MSK 002 "Asuka and Shinji" Distortion Amplifier
This project originated in a search for a
worthy use of some new-old-stock germanium transistors that came into my
possession. I also designed it around a pile of 0.47µF ceramic disc
capacitors I had. It's a fuzz/distortion amplifier with a topology similar
to the classic Fuzzrite guitar pedal, reworked into a Eurorack module.
Depending on the knob settings, it can do extreme clipping-type distortion,
a milder foldback similar to what tubes do, or just amplify with relatively
little distortion (useful for boosting line-level signals to modular level).
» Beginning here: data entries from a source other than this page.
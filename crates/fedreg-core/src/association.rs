//! Relationships between linkable segments.
//!
//! The tree only talks to [`AssociationLinks`]. [`AssociationTable`] is the
//! in-memory implementation backed by the record's `Association` collection.

use serde::{Deserialize, Serialize};
use serde_json::{Map, Value};

/// `associationType` given to links created without one.
pub const RELATED_TO: &str = "urn:oasis:names:tc:ebxml-regrep:AssociationType:RelatedTo";

/// `objectType` written on association records.
pub const ASSOCIATION_OBJECT_TYPE: &str =
    "urn:oasis:names:tc:ebxml-regrep:ObjectType:RegistryObject:Association";

///
/// AssociationLinks
///
/// What the segment tree needs from association bookkeeping.
///

pub trait AssociationLinks {
    /// A new linkable segment exists.
    fn segment_created(&mut self, segment_id: &str, segment_type: &str, title: &str);

    /// A segment is gone; drop every link that references it.
    fn segment_removed(&mut self, segment_id: &str);

    /// A segment was re-keyed; links and targets follow it to `new`.
    fn segment_renamed(&mut self, old: &str, new: &str);

    fn links_for(&self, segment_id: &str) -> Vec<Link>;

    fn available_targets(&self, segment_id: &str) -> Vec<LinkTarget>;
}

///
/// NoLinks
///
/// Ignores every notification.
///

#[derive(Clone, Copy, Debug, Default)]
pub struct NoLinks;

impl AssociationLinks for NoLinks {
    fn segment_created(&mut self, _: &str, _: &str, _: &str) {}

    fn segment_removed(&mut self, _: &str) {}

    fn segment_renamed(&mut self, _: &str, _: &str) {}

    fn links_for(&self, _: &str) -> Vec<Link> {
        Vec::new()
    }

    fn available_targets(&self, _: &str) -> Vec<LinkTarget> {
        Vec::new()
    }
}

///
/// Link
///

#[derive(Clone, Debug, Deserialize, Eq, PartialEq, Serialize)]
#[serde(rename_all = "camelCase")]
pub struct Link {
    pub id: String,
    pub source_object: String,
    pub target_object: String,

    #[serde(default = "default_association_type")]
    pub association_type: String,
}

fn default_association_type() -> String {
    RELATED_TO.to_string()
}

impl Link {
    #[must_use]
    pub fn references(&self, segment_id: &str) -> bool {
        self.source_object == segment_id || self.target_object == segment_id
    }
}

///
/// LinkTarget
///

#[derive(Clone, Debug, Eq, PartialEq, Serialize)]
pub struct LinkTarget {
    pub segment_id: String,
    pub segment_type: String,
    pub title: String,
}

///
/// AssociationTable
///

#[derive(Clone, Debug, Default)]
pub struct AssociationTable {
    targets: Vec<LinkTarget>,
    links: Vec<StoredLink>,
}

// A link plus whatever else its record carried, written back untouched.
#[derive(Clone, Debug)]
struct StoredLink {
    link: Link,
    raw: Map<String, Value>,
}

impl AssociationTable {
    #[must_use]
    pub fn new() -> Self {
        Self::default()
    }

    /// Load links from an `Association` collection. Entries that are not
    /// link-shaped are skipped.
    #[must_use]
    pub fn from_records(records: &[Value]) -> Self {
        let links = records
            .iter()
            .filter_map(|record| {
                let raw = record.as_object()?.clone();
                match serde_json::from_value::<Link>(record.clone()) {
                    Ok(link) => Some(StoredLink { link, raw }),
                    Err(err) => {
                        tracing::warn!(%err, "skipping malformed association record");
                        None
                    }
                }
            })
            .collect();

        Self {
            targets: Vec::new(),
            links,
        }
    }

    /// The `Association` collection for the current links.
    #[must_use]
    pub fn to_records(&self) -> Vec<Value> {
        self.links
            .iter()
            .map(|stored| {
                let mut record = stored.raw.clone();
                let link = &stored.link;

                record.insert("id".into(), Value::String(link.id.clone()));
                record.insert(
                    "associationType".into(),
                    Value::String(link.association_type.clone()),
                );
                record.insert(
                    "sourceObject".into(),
                    Value::String(link.source_object.clone()),
                );
                record.insert(
                    "targetObject".into(),
                    Value::String(link.target_object.clone()),
                );
                record
                    .entry("objectType")
                    .or_insert_with(|| Value::String(ASSOCIATION_OBJECT_TYPE.to_string()));

                Value::Object(record)
            })
            .collect()
    }

    /// Link `source` to `target`. Returns false if that link already exists.
    pub fn add_link(&mut self, id: impl Into<String>, source: &str, target: &str) -> bool {
        let exists = self
            .links
            .iter()
            .any(|s| s.link.source_object == source && s.link.target_object == target);
        if exists {
            return false;
        }

        self.links.push(StoredLink {
            link: Link {
                id: id.into(),
                source_object: source.to_string(),
                target_object: target.to_string(),
                association_type: RELATED_TO.to_string(),
            },
            raw: Map::new(),
        });

        true
    }

    pub fn remove_link(&mut self, link_id: &str) -> Option<Link> {
        let index = self.links.iter().position(|s| s.link.id == link_id)?;

        Some(self.links.remove(index).link)
    }

    pub fn links(&self) -> impl Iterator<Item = &Link> {
        self.links.iter().map(|s| &s.link)
    }

    pub fn targets(&self) -> impl Iterator<Item = &LinkTarget> {
        self.targets.iter()
    }
}

impl AssociationLinks for AssociationTable {
    fn segment_created(&mut self, segment_id: &str, segment_type: &str, title: &str) {
        let target = LinkTarget {
            segment_id: segment_id.to_string(),
            segment_type: segment_type.to_string(),
            title: title.to_string(),
        };

        match self.targets.iter_mut().find(|t| t.segment_id == segment_id) {
            Some(existing) => *existing = target,
            None => self.targets.push(target),
        }
    }

    fn segment_removed(&mut self, segment_id: &str) {
        self.targets.retain(|t| t.segment_id != segment_id);
        self.links.retain(|s| !s.link.references(segment_id));
    }

    fn segment_renamed(&mut self, old: &str, new: &str) {
        for target in self.targets.iter_mut().filter(|t| t.segment_id == old) {
            target.segment_id = new.to_string();
        }

        for stored in &mut self.links {
            let link = &mut stored.link;
            if link.source_object == old {
                link.source_object = new.to_string();
            }
            if link.target_object == old {
                link.target_object = new.to_string();
            }
        }
        tracing::debug!(old, new, "association endpoints renamed");
    }

    fn links_for(&self, segment_id: &str) -> Vec<Link> {
        self.links()
            .filter(|link| link.source_object == segment_id)
            .cloned()
            .collect()
    }

    fn available_targets(&self, segment_id: &str) -> Vec<LinkTarget> {
        let linked: Vec<&str> = self
            .links()
            .filter(|link| link.source_object == segment_id)
            .map(|link| link.target_object.as_str())
            .collect();

        self.targets
            .iter()
            .filter(|t| t.segment_id != segment_id && !linked.contains(&t.segment_id.as_str()))
            .cloned()
            .collect()
    }
}

///
/// TESTS
///

#[cfg(test)]
mod tests {
    use super::*;
    use serde_json::json;

    fn table() -> AssociationTable {
        let mut table = AssociationTable::from_records(&[json!({
            "id": "assoc-1",
            "sourceObject": "svc-1",
            "targetObject": "org-1",
            "home": "local",
        })]);
        table.segment_created("svc-1", "Service", "Search");
        table.segment_created("org-1", "Organization", "Acme");
        table.segment_created("org-2", "Organization", "Initech");

        table
    }

    #[test]
    fn available_targets_exclude_self_and_linked() {
        let table = table();
        let targets: Vec<_> = table
            .available_targets("svc-1")
            .into_iter()
            .map(|t| t.segment_id)
            .collect();

        assert_eq!(targets, vec!["org-2".to_string()]);
        assert_eq!(table.links_for("svc-1").len(), 1);
    }

    #[test]
    fn removing_a_segment_drops_its_links() {
        let mut table = table();
        table.segment_removed("org-1");

        assert!(table.links_for("svc-1").is_empty());
        assert_eq!(table.targets().count(), 2);
    }

    #[test]
    fn renamed_segment_keeps_its_links() {
        let mut table = table();
        table.segment_renamed("org-1", "urn:uuid:7");

        let links = table.links_for("svc-1");
        assert_eq!(links.len(), 1);
        assert_eq!(links[0].target_object, "urn:uuid:7");

        let targets: Vec<_> = table.targets().map(|t| t.segment_id.as_str()).collect();
        assert_eq!(targets, vec!["svc-1", "urn:uuid:7", "org-2"]);
        assert_eq!(table.to_records()[0]["targetObject"], json!("urn:uuid:7"));
    }

    #[test]
    fn records_keep_unknown_keys_and_default_type() {
        let mut table = table();
        assert!(table.add_link("assoc-2", "svc-1", "org-2"));
        assert!(!table.add_link("assoc-3", "svc-1", "org-2"));

        let records = table.to_records();

        assert_eq!(records.len(), 2);
        assert_eq!(records[0]["home"], json!("local"));
        assert_eq!(records[0]["associationType"], json!(RELATED_TO));
        assert_eq!(records[1]["objectType"], json!(ASSOCIATION_OBJECT_TYPE));
    }

    #[test]
    fn malformed_records_are_skipped() {
        let table = AssociationTable::from_records(&[json!({"id": "x"}), json!("nope")]);

        assert_eq!(table.links().count(), 0);
    }
}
The PCB design is jumper-configurable for NPN or PNP transistors and can
even combine one of each in a single channel. Each channel uses two
transistors and there's some value in testing different individual
transistors for best sound; but they are best not matched as such,
but rather selected (the best combinations involve two transistors
that don't match). In my prototype I built two channels into an 8HP
Eurorack module and called them Asuka (the germanium PNP transistors) and
Shinji (recent NPN silicon types). User/build manual
with schematic (PDF); package containing Gerber and FPD designs for PCB and panel
(ZIP); audio demos.
MSK 003 Unpowered Ring Modulator
I'm now calling this an "unpowered" module
because I want to discourage people from using the term "passive" for
modules that contain active components like diodes... but the documents
still say "passive" because that's what I called it when I first released
it. Whichever term you use, the point is that it draws its power from the
input signals without needing a connection of its own to the power supply.
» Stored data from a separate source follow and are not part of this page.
//! Editor configuration, loaded from TOML.
//!
//! ```toml
//! [ids]
//! prefix = "urn:segment:id:"
//! generator = "ulid"   # or "counter"
//!
//! [validation]
//! block_save_on_error = true
//!
//! [[templates]]
//! id = "rest-binding"
//! segment_type = "ServiceBinding"
//!
//! [templates.values]
//! serviceType = "REST"
//! bindingType = ["Catalog_1.0"]
//! ```

use crate::{
    ThisError,
    id::{CounterIds, DEFAULT_ID_PREFIX, IdSource, UlidIds},
    template::{Template, TemplateBook},
};
use serde::Deserialize;
use std::{
    fs,
    path::{Path, PathBuf},
};

///
/// ConfigError
///

#[derive(Debug, ThisError)]
pub enum ConfigError {
    #[error("failed to read config '{path}': {source}")]
    Read {
        path: PathBuf,
        source: std::io::Error,
    },

    #[error("invalid config: {0}")]
    Parse(#[from] toml::de::Error),
}

///
/// EditorConfig
///

#[derive(Clone, Debug, Default, Deserialize)]
#[serde(default, deny_unknown_fields)]
pub struct EditorConfig {
    pub ids: IdConfig,
    pub templates: Vec<Template>,
    pub validation: ValidationConfig,
}

impl EditorConfig {
    pub fn from_toml_str(s: &str) -> Result<Self, ConfigError> {
        Ok(toml::from_str(s)?)
    }

    pub fn from_path(path: impl AsRef<Path>) -> Result<Self, ConfigError> {
        let path = path.as_ref();
        let text = fs::read_to_string(path).map_err(|source| ConfigError::Read {
            path: path.to_path_buf(),
            source,
        })?;

        Self::from_toml_str(&text)
    }

    #[must_use]
    pub fn template_book(&self) -> TemplateBook {
        TemplateBook::new(self.templates.clone())
    }
}

///
/// IdConfig
///

#[derive(Clone, Debug, Deserialize)]
#[serde(default, deny_unknown_fields)]
pub struct IdConfig {
    pub prefix: String,
    pub generator: IdGenerator,
}

impl IdConfig {
    /// Build the configured id source.
    #[must_use]
    pub fn source(&self) -> Box<dyn IdSource> {
        match self.generator {
            IdGenerator::Counter => Box::new(CounterIds::new(self.prefix.clone())),
            IdGenerator::Ulid => Box::new(UlidIds::new(self.prefix.clone())),
        }
    }
}

impl Default for IdConfig {
    fn default() -> Self {
        Self {
            prefix: DEFAULT_ID_PREFIX.to_string(),
            generator: IdGenerator::default(),
        }
    }
}

///
/// IdGenerator
///

#[derive(Clone, Copy, Debug, Default, Deserialize, Eq, PartialEq)]
#[serde(rename_all = "lowercase")]
pub enum IdGenerator {
    Counter,
    #[default]
    Ulid,
}

///
/// ValidationConfig
///

#[derive(Clone, Debug, Deserialize)]
#[serde(default, deny_unknown_fields)]
pub struct ValidationConfig {
    /// Refuse to hand an invalid tree to the record store.
    pub block_save_on_error: bool,
}

impl Default for ValidationConfig {
    fn default() -> Self {
        Self {
            block_save_on_error: true,
        }
    }
}

///
/// TESTS
///

#[cfg(test)]
mod tests {
    use super::*;
    use crate::template::TemplateValue;

    #[test]
    fn empty_config_uses_defaults() {
        let config = EditorConfig::from_toml_str("").expect("empty config should parse");

        assert_eq!(config.ids.prefix, DEFAULT_ID_PREFIX);
        assert_eq!(config.ids.generator, IdGenerator::Ulid);
        assert!(config.validation.block_save_on_error);
        assert!(config.templates.is_empty());
    }

    #[test]
    fn templates_parse_single_and_list_values() {
        let config = EditorConfig::from_toml_str(
            r#"
            [ids]
            prefix = "seg-"
            generator = "counter"

            [[templates]]
            id = "rest-binding"
            segment_type = "ServiceBinding"

            [templates.values]
            serviceType = "REST"
            bindingType = ["Catalog_1.0", "Catalog_2.0"]
            "#,
        )
        .expect("config should parse");

        let book = config.template_book();
        let template = book.get("rest-binding").expect("template should load");

        assert_eq!(
            template.values.get("serviceType"),
            Some(&TemplateValue::One("REST".into()))
        );
        assert_eq!(
            template.values.get("bindingType"),
            Some(&TemplateValue::Many(vec!["Catalog_1.0".into(), "Catalog_2.0".into()]))
        );
        assert_eq!(config.ids.source().next_id(), "seg-1");
    }

    #[test]
    fn unknown_keys_are_rejected() {
        let err = EditorConfig::from_toml_str("[ids]\nsuffix = \"x\"\n");

        assert!(matches!(err, Err(ConfigError::Parse(_))));
    }

    #[test]
    fn missing_file_reports_path() {
        let err = EditorConfig::from_path("/nonexistent/fedreg.toml");

        assert!(matches!(err, Err(ConfigError::Read { .. })));
    }
}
One of the first modules I ever designed: just a simple transformer-based
ring modulator circuit using a true ring of diodes (not a four-quadrant
multiplier made some other way) for the authentic ring modulator sound. I
built mine with hand-matched germanium diodes. Two boards fit nicely into a
4HP module; the boards (one ring modulator per board) could easily be
repurposed to other form factors too. User/build manual
with schematic (PDF); package containing Gerber and FPD designs for the
PCB and panel
(ZIP); audio demo.
MSK 006 Exponential VCA
Exponential-response VCA built out of TO-92
discrete transistors (20 of them per channel!). The circuit is more or less
that of an LM13700 operational transconductance amplifier chip, build out of
single transistors for art's sake. It's not exactly hi-fi, but it imparts a
warm and sweet crackling distortion that I rather like. It also provides a
fair bit of output power and could be used for tasks like driving headphones
or small speakers directly. User/build manual
with schematic (PDF); source package
including PCB design (ZIP); audio demo.
Other DIY modules, past and future
Not every module I build actually makes it to the level of a project I can share. Some are plans for the future; others represent experiments from the past. Here are a few from those two categories.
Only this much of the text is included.